Blessed Silence
The woman had been standing in the August sun, partially shaded by the uneven shade of a small tree, near the southern
entrance/exit to the parking lot for Target/Eddie Bauer; the driveway closest
to the rest of the retail spaces. There was no sidewalk there, so she
was hemmed in between the landscaping and the curb. She was young,
perhaps a little on the short side and of average build, dressed in a
blue shirt and a darker blue skirt. They had patterns on them, but I
didn't really attend to them. Her hair was long and black. Her skin was
too dark to be White. Perhaps she was from Latin America. She held a
cardboard sign, her plight written on the white side in uneven black
marker. The message was a touch long for the space, and so the letters
seemed uncomfortably crammed together. She had lost her job, it read.
And she had children to take care of, it continued. The second part, I
had gathered. A small child, a girl, I think, slept through the
afternoon heat in a stroller. A little girl, four, perhaps five years
old, sat silently on the ground nearby.
When we were driving, my
ex-girlfriend tended to insist that we stop for female panhandlers. It was, she
reasoned, very hard for a woman to decide that her best option was to
ask for charity from passing strangers and so their situations must be
very dire indeed. I didn't know if I agreed with her on that. But it did
seem to be a difficult situation for a child. This was the third time
in as many days that I had encountered mothers panhandling with their
children. Even being a more suspicious sort than my ex, it felt
unjustified to simply walk away. Even if this was becoming an expensive
habit.
The woman's eyes met mine as I approached. Then she smiled, slightly, and looked down. It made her seem even younger.
"Hello,
sir," she said, in accented English. I couldn't place the accent. She
then proceeded to tell me, quietly, that she'd lost her job and had
children to care for.
I held a twenty-dollar bill out to her.
"Thank you, sir. God bless you. Thank you. God bless you," she said, earnestly, taking the bill from my hand.
"You're welcome."
"Thank
you. God bless you." she repeated, as I began to walk away. The little
girl didn't move. She simply watched me, her affect flat. Maybe it was
simply the time spent in the heat, but she seemed detached from
everything happening around her. I decided to believe it was the heat.
Thanks and blessings followed me as I moved away. I simply nodded.

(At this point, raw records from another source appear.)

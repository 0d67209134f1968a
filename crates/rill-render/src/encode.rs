//! Entity encoding for text and attribute contexts.

use std::borrow::Cow;

/// Escapes `&`, `<`, `>`, and `"`.
///
/// One rule covers both text and attribute contexts; no other characters
/// are transformed. Returns the input unchanged (borrowed) when nothing
/// needs escaping.
pub fn encode_entities(input: &str) -> Cow<'_, str> {
	let Some(first) = input.find(['&', '<', '>', '"']) else {
		return Cow::Borrowed(input);
	};

	let mut out = String::with_capacity(input.len() + 8);
	out.push_str(&input[..first]);
	for ch in input[first..].chars() {
		match ch {
			'&' => out.push_str("&amp;"),
			'<' => out.push_str("&lt;"),
			'>' => out.push_str("&gt;"),
			'"' => out.push_str("&quot;"),
			other => out.push(other),
		}
	}
	Cow::Owned(out)
}

#[cfg(test)]
mod tests {
	use super::*;

	#[test]
	fn test_escapes_all_four_entities() {
		assert_eq!(encode_entities(r#""<>&"#), "&quot;&lt;&gt;&amp;");
		assert_eq!(encode_entities("a & b < c"), "a &amp; b &lt; c");
	}

	#[test]
	fn test_clean_input_is_borrowed() {
		let input = "plain text with no entities";
		assert!(matches!(encode_entities(input), Cow::Borrowed(_)));
	}

	#[test]
	fn test_no_other_transformations() {
		assert_eq!(encode_entities("it's 'fine'"), "it's 'fine'");
		assert_eq!(encode_entities("caf\u{e9}"), "caf\u{e9}");
	}
}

I never know what to say to "Bless you." Because how do
you return a blessing to its sender? After all, I was doing okay for myself. The money
that I had just given this woman was, judging by her reaction, a
windfall for her - but for me, it almost wasn't enough to warrant
actively keeping up with. Bills of that size flow through my hands like
water - I could never remember just where or when I'd spent the one I
was sure I still had with me. Faced with someone in a bad spot (or even
pretending to be in one) I've always felt that if a person's deity is
handing out blessings for the asking, a person who is asking me for
charity is in greater need of a blessing than I am. But, still, it seems
ungracious to actually say such a thing to someone. Or even to ask
someone if it is, in fact, ungracious. And so I say nothing. The
discomfort seems appropriate, a reminder that I am not generous, and
shouldn't think myself so.
When I passed that way again, some
twenty or so minutes later, the woman and her children were gone. On the
way home, I tried to sort out if I thought anything about that.